For every line below, set down an identical copy.

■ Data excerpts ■
_ _ _ _ _ _ _
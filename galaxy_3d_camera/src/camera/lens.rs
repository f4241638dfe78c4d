/// Lens conversions between focal length and vertical field of view.
///
/// Focal length and frame height share a unit (millimetres by
/// convention). Angles are in radians.

/// Frame height of a full-frame (35mm film) sensor, in millimetres.
pub const DEFAULT_FRAME_HEIGHT: f32 = 24.0;

/// Vertical field of view for a lens of `focal_length` on a sensor of `frame_height`.
pub fn focal_length_to_fov_y(focal_length: f32, frame_height: f32) -> f32 {
    2.0 * (0.5 * frame_height / focal_length).atan()
}

/// Focal length producing the vertical field of view `fov_y` on a sensor of `frame_height`.
pub fn fov_y_to_focal_length(fov_y: f32, frame_height: f32) -> f32 {
    frame_height / (2.0 * (0.5 * fov_y).tan())
}

#[cfg(test)]
#[path = "lens_tests.rs"]
mod tests;
/// Galaxy3D Engine - process-wide logger registry
///
/// The camera itself holds no global state. The only shared singleton is
/// the logger the `engine_*!` macros write to, stored behind an RwLock so
/// it can be swapped at runtime (tests install a capturing logger).

use std::sync::{OnceLock, RwLock};
use std::time::SystemTime;
use crate::log::{Logger, LogEntry, LogSeverity, DefaultLogger};

/// Global logger (lazily initialized with DefaultLogger)
static LOGGER: OnceLock<RwLock<Box<dyn Logger>>> = OnceLock::new();

fn logger_lock() -> &'static RwLock<Box<dyn Logger>> {
    LOGGER.get_or_init(|| RwLock::new(Box::new(DefaultLogger)))
}

/// Entry point for engine-wide services (logging)
pub struct Engine;

impl Engine {
    /// Replace the current logger
    ///
    /// # Example
    ///
    /// ```no_run
    /// use galaxy_3d_camera::galaxy3d::{Engine, log::{Logger, LogEntry}};
    ///
    /// struct Silent;
    /// impl Logger for Silent {
    ///     fn log(&self, _entry: &LogEntry) {}
    /// }
    ///
    /// Engine::set_logger(Silent);
    /// ```
    pub fn set_logger<L: Logger + 'static>(logger: L) {
        if let Ok(mut lock) = logger_lock().write() {
            *lock = Box::new(logger);
        }
    }

    /// Reset logger to DefaultLogger
    pub fn reset_logger() {
        if let Ok(mut lock) = logger_lock().write() {
            *lock = Box::new(DefaultLogger);
        }
    }

    /// Log without source location (used by engine_info!, engine_warn!, ...)
    pub fn log(severity: LogSeverity, source: &str, message: String) {
        Self::dispatch(severity, source, message, None, None);
    }

    /// Log with file:line information (used by engine_error!)
    pub fn log_detailed(
        severity: LogSeverity,
        source: &str,
        message: String,
        file: &'static str,
        line: u32,
    ) {
        Self::dispatch(severity, source, message, Some(file), Some(line));
    }

    fn dispatch(
        severity: LogSeverity,
        source: &str,
        message: String,
        file: Option<&'static str>,
        line: Option<u32>,
    ) {
        if let Ok(lock) = logger_lock().read() {
            lock.log(&LogEntry {
                severity,
                timestamp: SystemTime::now(),
                source: source.to_string(),
                message,
                file,
                line,
            });
        }
    }
}

#[cfg(test)]
#[path = "engine_tests.rs"]
mod tests;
_ _ _ _ _ _ _
■ Written response ■
filename galaxy_3d_camera/src/camera/lens.rs
repository f4241638dfe78c4d
/// Lens conversions between focal length and vertical field of view.
///
/// Focal length and frame height share a unit (millimetres by
/// convention). Angles are in radians.

/// Frame height of a full-frame (35mm film) sensor, in millimetres.
pub const DEFAULT_FRAME_HEIGHT: f32 = 24.0;

/// Vertical field of view for a lens of `focal_length` on a sensor of `frame_height`.
pub fn focal_length_to_fov_y(focal_length: f32, frame_height: f32) -> f32 {
    2.0 * (0.5 * frame_height / focal_length).atan()
}

/// Focal length producing the vertical field of view `fov_y` on a sensor of `frame_height`.
pub fn fov_y_to_focal_length(fov_y: f32, frame_height: f32) -> f32 {
    frame_height / (2.0 * (0.5 * fov_y).tan())
}

#[cfg(test)]
#[path = "lens_tests.rs"]
mod tests;
/// Galaxy3D Engine - process-wide logger registry
///
/// The camera itself holds no global state. The only shared singleton is
/// the logger the `engine_*!` macros write to, stored behind an RwLock so
/// it can be swapped at runtime (tests install a capturing logger).

use std::sync::{OnceLock, RwLock};
use std::time::SystemTime;
use crate::log::{Logger, LogEntry, LogSeverity, DefaultLogger};

/// Global logger (lazily initialized with DefaultLogger)
static LOGGER: OnceLock<RwLock<Box<dyn Logger>>> = OnceLock::new();

fn logger_lock() -> &'static RwLock<Box<dyn Logger>> {
    LOGGER.get_or_init(|| RwLock::new(Box::new(DefaultLogger)))
}

/// Entry point for engine-wide services (logging)
pub struct Engine;

impl Engine {
    /// Replace the current logger
    ///
    /// # Example
    ///
    /// ```no_run
    /// use galaxy_3d_camera::galaxy3d::{Engine, log::{Logger, LogEntry}};
    ///
    /// struct Silent;
    /// impl Logger for Silent {
    ///     fn log(&self, _entry: &LogEntry) {}
    /// }
    ///
    /// Engine::set_logger(Silent);
    /// ```
    pub fn set_logger<L: Logger + 'static>(logger: L) {
        if let Ok(mut lock) = logger_lock().write() {
            *lock = Box::new(logger);
        }
    }

    /// Reset logger to DefaultLogger
    pub fn reset_logger() {
        if let Ok(mut lock) = logger_lock().write() {
            *lock = Box::new(DefaultLogger);
        }
    }

    /// Log without source location (used by engine_info!, engine_warn!, ...)
    pub fn log(severity: LogSeverity, source: &str, message: String) {
        Self::dispatch(severity, source, message, None, None);
    }

    /// Log with file:line information (used by engine_error!)
    pub fn log_detailed(
        severity: LogSeverity,
        source: &str,
        message: String,
        file: &'static str,
        line: u32,
    ) {
        Self::dispatch(severity, source, message, Some(file), Some(line));
    }

    fn dispatch(
        severity: LogSeverity,
        source: &str,
        message: String,
        file: Option<&'static str>,
        line: Option<u32>,
    ) {
        if let Ok(lock) = logger_lock().read() {
            lock.log(&LogEntry {
                severity,
                timestamp: SystemTime::now(),
                source: source.to_string(),
                message,
                file,
                line,
            });
        }
    }
}

#[cfg(test)]
#[path = "engine_tests.rs"]
mod tests;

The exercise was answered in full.